Malgré ces défis, le Liban continue de maintenir un dialogue interreligieux actif, en grande partie grâce à une société civile dynamique. Plusieurs ONG et associations œuvrent pour renforcer la cohésion sociale et promouvoir une citoyenneté inclusive, au-delà des identités religieuses. Des initiatives telles que la Fondation Adyan, qui promeut la coexistence religieuse et le dialogue interreligieux, ou encore les Forums de dialogue islamo-chrétien, jouent un rôle essentiel dans le maintien de la paix sociale.

La philosophe libanaise Nayla Tabbara, cofondatrice de la Fondation Adyan, affirme que « le Liban doit embrasser son pluralisme et construire une société basée sur la citoyenneté commune, tout en respectant la diversité religieuse.
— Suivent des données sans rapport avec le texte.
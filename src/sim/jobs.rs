use rand::Rng;

/// Intensity profile applied to the machine running a step of this job.
#[derive(Debug, Clone, Copy)]
pub struct IntensityProfile {
    pub label: &'static str,
    pub temp_inc: f64,
    pub vib_inc: f64,
    pub power_kw: f64,
}

pub const INTENSITIES: [IntensityProfile; 4] = [
    IntensityProfile {
        label: "light",
        temp_inc: 3.0,
        vib_inc: 0.8,
        power_kw: 1.8,
    },
    IntensityProfile {
        label: "moderate",
        temp_inc: 4.5,
        vib_inc: 1.2,
        power_kw: 2.6,
    },
    IntensityProfile {
        label: "heavy",
        temp_inc: 5.5,
        vib_inc: 1.5,
        power_kw: 3.5,
    },
    IntensityProfile {
        label: "stress",
        temp_inc: 6.0,
        vib_inc: 2.0,
        power_kw: 4.3,
    },
];

pub const ROUTE_PATTERNS: [&[&str]; 7] = [
    &["A", "B"],
    &["A", "B", "C"],
    &["C", "A"],
    &["B", "D"],
    &["A", "C"],
    &["B", "C"],
    &["A", "A", "B"],
];

const DURATION_TOTAL_RANGE: (u32, u32) = (8, 18);
const STEP_MIN_TICKS: u32 = 2;
const POWER_VARIATION: (f64, f64) = (0.8, 1.2);
const REDUCTION_RANGE: (f64, f64) = (0.2, 0.6);

#[derive(Debug, Clone, PartialEq)]
pub struct Step {
    pub class: String,
    pub remaining: u32,
    pub power_kw: f64,
}

/// One routed unit of work. A job is owned by exactly one place at a time:
/// a class queue, a machine's `busy_with`, or the completed set.
#[derive(Debug, Clone, PartialEq)]
pub struct Job {
    pub id: u64,
    pub intensity: &'static str,
    pub temp_inc: f64,
    pub vib_inc: f64,
    pub power_kw: f64,
    pub reduction: f64,
    pub steps: Vec<Step>,
    pub current_step: usize,
    pub energy_used: f64,
}

impl Job {
    pub fn label(&self) -> String {
        format!("JOB_{}", self.id)
    }

    pub fn done(&self) -> bool {
        self.current_step >= self.steps.len()
    }

    pub fn required_class(&self) -> &str {
        match self.steps.get(self.current_step) {
            Some(step) => &step.class,
            None => "",
        }
    }

    pub fn remaining_ticks_on_step(&self) -> u32 {
        match self.steps.get(self.current_step) {
            Some(step) => step.remaining,
            None => 0,
        }
    }

    pub fn current_power_kw(&self) -> f64 {
        match self.steps.get(self.current_step) {
            Some(step) => step.power_kw,
            None => 0.0,
        }
    }

    /// Burn one tick of the current step and accrue its energy. Advances
    /// the route cursor when the step's remaining work reaches zero.
    pub fn work_one_tick(&mut self, tick_minutes: f64) {
        let Some(step) = self.steps.get_mut(self.current_step) else {
            return;
        };
        step.remaining = step.remaining.saturating_sub(1);
        self.energy_used += step.power_kw * tick_minutes / 60.0;
        if step.remaining == 0 {
            self.current_step += 1;
        }
    }
}

/// Owns the monotonic job-id counter; randomness comes in from the caller
/// so a seeded run reproduces the same job stream.
#[derive(Debug, Default)]
pub struct JobFactory {
    next_id: u64,
}

impl JobFactory {
    pub fn new() -> Self {
        Self { next_id: 0 }
    }

    pub fn make_random(&mut self, rng: &mut impl Rng) -> Job {
        self.next_id += 1;
        let profile = INTENSITIES[rng.gen_range(0..INTENSITIES.len())];
        let pattern = ROUTE_PATTERNS[rng.gen_range(0..ROUTE_PATTERNS.len())];
        let total = rng.gen_range(DURATION_TOTAL_RANGE.0..=DURATION_TOTAL_RANGE.1);

        // Every step gets the minimum, the rest of the budget lands at random.
        let mut durations = vec![STEP_MIN_TICKS; pattern.len()];
        let spare = total.saturating_sub(STEP_MIN_TICKS * pattern.len() as u32);
        for _ in 0..spare {
            let idx = rng.gen_range(0..durations.len());
            durations[idx] += 1;
        }

        let steps = pattern
            .iter()
            .zip(durations)
            .map(|(class, remaining)| Step {
                class: (*class).to_string(),
                remaining,
                power_kw: profile.power_kw * rng.gen_range(POWER_VARIATION.0..POWER_VARIATION.1),
            })
            .collect();

        Job {
            id: self.next_id,
            intensity: profile.label,
            temp_inc: profile.temp_inc,
            vib_inc: profile.vib_inc,
            power_kw: profile.power_kw,
            reduction: rng.gen_range(REDUCTION_RANGE.0..REDUCTION_RANGE.1),
            steps,
            current_step: 0,
            energy_used: 0.0,
        }
    }
}

#[cfg(test)]
pub fn fixed_job(id: u64, route: &[(&str, u32)]) -> Job {
    Job {
        id,
        intensity: "light",
        temp_inc: 3.0,
        vib_inc: 0.8,
        power_kw: 1.8,
        reduction: 0.4,
        steps: route
            .iter()
            .map(|(class, remaining)| Step {
                class: (*class).to_string(),
                remaining: *remaining,
                power_kw: 1.8,
            })
            .collect(),
        current_step: 0,
        energy_used: 0.0,
    }
}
Il ne s’agit pas de nier les identités religieuses, mais de créer un espace où elles peuvent coexister sans être politisées ».

Ces initiatives montrent que, malgré les tensions, il existe un désir réel de préserver la coexistence au Liban. Elles représentent une réponse à la montée des discours sectaires et à l’instrumentalisation de la religion dans la politique.

Un Modèle à Préserver dans une Région en Crise ?

Dans un Moyen-Orient marqué par les conflits religieux et les divisions sectaires, le modèle libanais de coexistence religieuse reste une exception. Cependant, ce modèle est loin d’être parfait, et sa survie dépendra de la capacité du pays à réformer son système politique pour répondre aux aspirations des nouvelles générations.

Le philosophe français Régis Debray, dans ses réflexions sur le Liban, écrivait que « le Liban incarne à la fois l’espoir et la fragilité. C’est un pays où la diversité est à la fois une richesse et une source de division. La question pour l’avenir est de savoir si cette diversité peut être transformée en un véritable ciment social ».

En d’autres termes, la capacité du Liban à maintenir son modèle de coexistence dépendra de sa capacité à surmonter les défis économiques, politiques et sociaux auxquels il est confronté. Si le pays parvient à réformer son système confessionnel sans renier sa diversité, il pourrait continuer à servir d’exemple pour le reste de la région. Cependant, si les tensions continuent de s’accumuler sans solution politique durable, le Liban risque de basculer dans l’instabilité, à l’image d’autres États du Moyen-Orient.

Le Liban est un modèle rare de coexistence religieuse dans un Moyen-Orient souvent déchiré par les conflits sectaires. Bien que ce modèle soit fragile et sujet à des critiques, il a permis au pays de maintenir une certaine stabilité malgré les crises régionales et internes. Cependant, la survie de ce modèle dépendra de la capacité du Liban à réformer son système politique confessionnel et à répondre aux aspirations économiques et sociales de sa population. En tant que laboratoire unique de coexistence dans une région en crise, le Liban incarne à la fois les espoirs et les contradictions du pluralisme religieux.